Effects of copper deficiency on carbon tetrachloride-induced lipid peroxidation.

: To investigate the hypothesis that copper deficiency in the rat could result in increased susceptibility to CCl4-induced lipid peroxidation caused by decreased free radical defenses, we performed a series of experiments administering CCl4 to copper-deficient and control rats. Peroxidation after CCl4 administration was monitored by measuring the evolution of expired ethane in closed metabolic chambers. Rats were fed one of two copper-deficient diets based on either evaporated milk or powdered milk.
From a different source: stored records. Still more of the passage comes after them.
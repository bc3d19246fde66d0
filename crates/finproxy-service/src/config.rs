use std::collections::BTreeMap;
use std::env;
use std::fmt;
use std::fs;
use std::path::Path;
use std::time::Duration;

use anyhow::{Context, Result};
use sentry::types::Dsn;
use serde::{Deserialize, Deserializer, de};
use tracing::level_filters::LevelFilter;

/// Controls the log format
#[derive(Clone, Copy, Debug, Eq, PartialEq, Deserialize)]
#[serde(rename_all = "lowercase")]
pub enum LogFormat {
    /// Auto detect (pretty for tty, simplified for other)
    Auto,
    /// With colors
    Pretty,
    /// Simplified log output
    Simplified,
    /// Dump out JSON lines
    Json,
}

/// Controls the logging system.
#[derive(Clone, Debug, Deserialize)]
#[serde(default)]
pub struct Logging {
    /// The log level for the proxy.
    #[serde(deserialize_with = "deserialize_level_filter")]
    pub level: LevelFilter,
    /// Controls the log format.
    pub format: LogFormat,
    /// When set to true, backtraces are forced on.
    pub enable_backtraces: bool,
}

impl Default for Logging {
    fn default() -> Self {
        Logging {
            level: LevelFilter::INFO,
            format: LogFormat::Auto,
            enable_backtraces: true,
        }
    }
}

/// Control the metrics.
#[derive(Clone, Debug, Deserialize)]
#[serde(default)]
pub struct Metrics {
    /// host/port of statsd instance
    pub statsd: Option<String>,
    /// The prefix that should be added to all metrics.
    pub prefix: String,
    /// A tag name to report the hostname to, for each metric. Defaults to not sending such a tag.
    pub hostname_tag: Option<String>,
    /// A tag name to report the environment to, for each metric. Defaults to not sending such a tag.
    pub environment_tag: Option<String>,
    /// A map containing custom tags and their values.
    ///
    /// These tags will be appended to every metric.
    pub custom_tags: BTreeMap<String, String>,
}

impl Default for Metrics {
    fn default() -> Self {
        Metrics {
            statsd: env::var("STATSD_SERVER").ok(),
            prefix: "finproxy".into(),
            hostname_tag: None,
            environment_tag: None,
            custom_tags: BTreeMap::new(),
        }
    }
}

/// Age thresholds and size of the in-memory response cache.
#[derive(Debug, Clone, Copy, Deserialize, Eq, PartialEq)]
#[serde(default)]
pub struct CacheConfig {
    /// Responses younger than this are served without contacting the upstream.
    ///
    /// Defaults to `60s`.
    #[serde(with = "humantime_serde")]
    pub fresh_ttl: Duration,

    /// Responses younger than this are served as a fallback when the upstream fails.
    ///
    /// Anything older is never served again. Defaults to `10m`.
    #[serde(with = "humantime_serde")]
    pub stale_ttl: Duration,

    /// Maximum number of distinct URLs kept in memory.
    ///
    /// Defaults to `10_000`.
    pub capacity: u64,
}

impl Default for CacheConfig {
    fn default() -> Self {
        Self {
            fresh_ttl: Duration::from_secs(60),
            stale_ttl: Duration::from_secs(600),
            capacity: 10_000,
        }
    }
}

/// Retry budget and timeouts for upstream requests.
#[derive(Debug, Clone, Copy, Deserialize, Eq, PartialEq)]
#[serde(default)]
pub struct FetchConfig {
    /// How many times one upstream request is attempted before giving up.
    pub max_attempts: u32,

    /// Timeout for a single attempt, including reading the response body.
    #[serde(with = "humantime_serde")]
    pub attempt_timeout: Duration,

    /// Base delay between attempts.
    ///
    /// Rate limited attempts wait `retry_delay * 2^attempt`, failed connections
    /// wait `retry_delay * 1.5^attempt`.
    #[serde(with = "humantime_serde")]
    pub retry_delay: Duration,

    /// The timeout for establishing a connection.
    #[serde(with = "humantime_serde")]
    pub connect_timeout: Duration,

    /// How long idle upstream connections are kept in the pool.
    #[serde(with = "humantime_serde")]
    pub pool_idle_timeout: Duration,
}

impl Default for FetchConfig {
    fn default() -> Self {
        Self {
            max_attempts: 3,
            attempt_timeout: Duration::from_secs(25),
            retry_delay: Duration::from_millis(2000),
            connect_timeout: Duration::from_secs(10),
            pool_idle_timeout: Duration::from_secs(30),
        }
    }
}

/// See the README for more information on config values.
#[derive(Clone, Debug, Deserialize)]
#[serde(default)]
pub struct Config {
    /// Host and port to bind the HTTP webserver to.
    pub bind: String,

    /// Configuration for internal logging.
    pub logging: Logging,

    /// Configuration for reporting metrics to a statsd instance.
    pub metrics: Metrics,

    /// DSN to report internal errors to
    pub sentry_dsn: Option<Dsn>,

    /// Fine-tune the response cache.
    pub caches: CacheConfig,

    /// Fine-tune upstream requests.
    pub fetch: FetchConfig,
}

/// Checks if we are running in docker.
fn is_docker() -> bool {
    if fs::metadata("/.dockerenv").is_ok() {
        return true;
    }

    fs::read_to_string("/proc/self/cgroup")
        .map(|s| s.contains("/docker"))
        .unwrap_or(false)
}

/// Default value for the "bind" configuration.
fn default_bind() -> String {
    if is_docker() {
        // Docker images rely on this service being exposed
        "0.0.0.0:3021".to_owned()
    } else {
        "127.0.0.1:3021".to_owned()
    }
}

impl Default for Config {
    fn default() -> Self {
        Config {
            bind: default_bind(),
            logging: Logging::default(),
            metrics: Metrics::default(),
            sentry_dsn: None,
            caches: CacheConfig::default(),
            fetch: FetchConfig::default(),
        }
    }
}

impl Config {
    pub fn get(path: Option<&Path>) -> Result<Self> {
        match path {
            Some(path) => Self::from_reader(
                fs::File::open(path).context("failed to open configuration file")?,
            ),
            None => Ok(Config::default()),
        }
    }

    fn from_reader(mut reader: impl std::io::Read) -> Result<Self> {
        let mut config = String::new();
        reader
            .read_to_string(&mut config)
            .context("failed reading config file")?;
        // check for empty files explicitly
        if config.trim().is_empty() {
            anyhow::bail!("config file empty");
        }
        let config: Self = serde_yaml::from_str(&config).context("failed to parse config YAML")?;
        if config.caches.stale_ttl < config.caches.fresh_ttl {
            anyhow::bail!("`caches.stale_ttl` must not be shorter than `caches.fresh_ttl`");
        }
        if config.fetch.max_attempts == 0 {
            anyhow::bail!("`fetch.max_attempts` must be at least 1");
        }
        Ok(config)
    }
}

#[derive(Debug)]
struct LevelFilterVisitor;

impl de::Visitor<'_> for LevelFilterVisitor {
    type Value = LevelFilter;

    fn expecting(&self, formatter: &mut fmt::Formatter) -> std::fmt::Result {
        write!(
            formatter,
            r#"one of the strings "off", "error", "warn", "info", "debug", or "trace""#
        )
    }

    fn visit_str<E>(self, v: &str) -> Result<Self::Value, E>
    where
        E: de::Error,
    {
        match v {
            "off" => Ok(LevelFilter::OFF),
            "error" => Ok(LevelFilter::ERROR),
            "warn" => Ok(LevelFilter::WARN),
            "info" => Ok(LevelFilter::INFO),
            "debug" => Ok(LevelFilter::DEBUG),
            "trace" => Ok(LevelFilter::TRACE),
            _ => Err(de::Error::unknown_variant(
                v,
                &["off", "error", "warn", "info", "debug", "trace"],
            )),
        }
    }
}

fn deserialize_level_filter<'de, D: Deserializer<'de>>(
    deserializer: D,
) -> Result<LevelFilter, D::Error> {
    deserializer.deserialize_str(LevelFilterVisitor)
}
Compared with control values, liver copper content, liver superoxide dismutase activity, and plasma ceruloplasmin level were significantly decreased in copper-deficient rats fed either of the diets. Liver glutathione peroxidase activity was also decreased in the copper-deficient rats fed the evaporated milk diet. Ethane evolution was markedly increased in both copper-deficient groups as compared with their controls. Copper deficiency was also found to produce increases in hepatic iron concentrations, but normal rats loaded with iron dextran to increase hepatic iron concentrations into a range similar to that found in the copper-deficient rats did not exhibit increased ethane evolution after CCl4 administration. Copper deficiency in the rat results in increased CCl4-induced lipid peroxidation.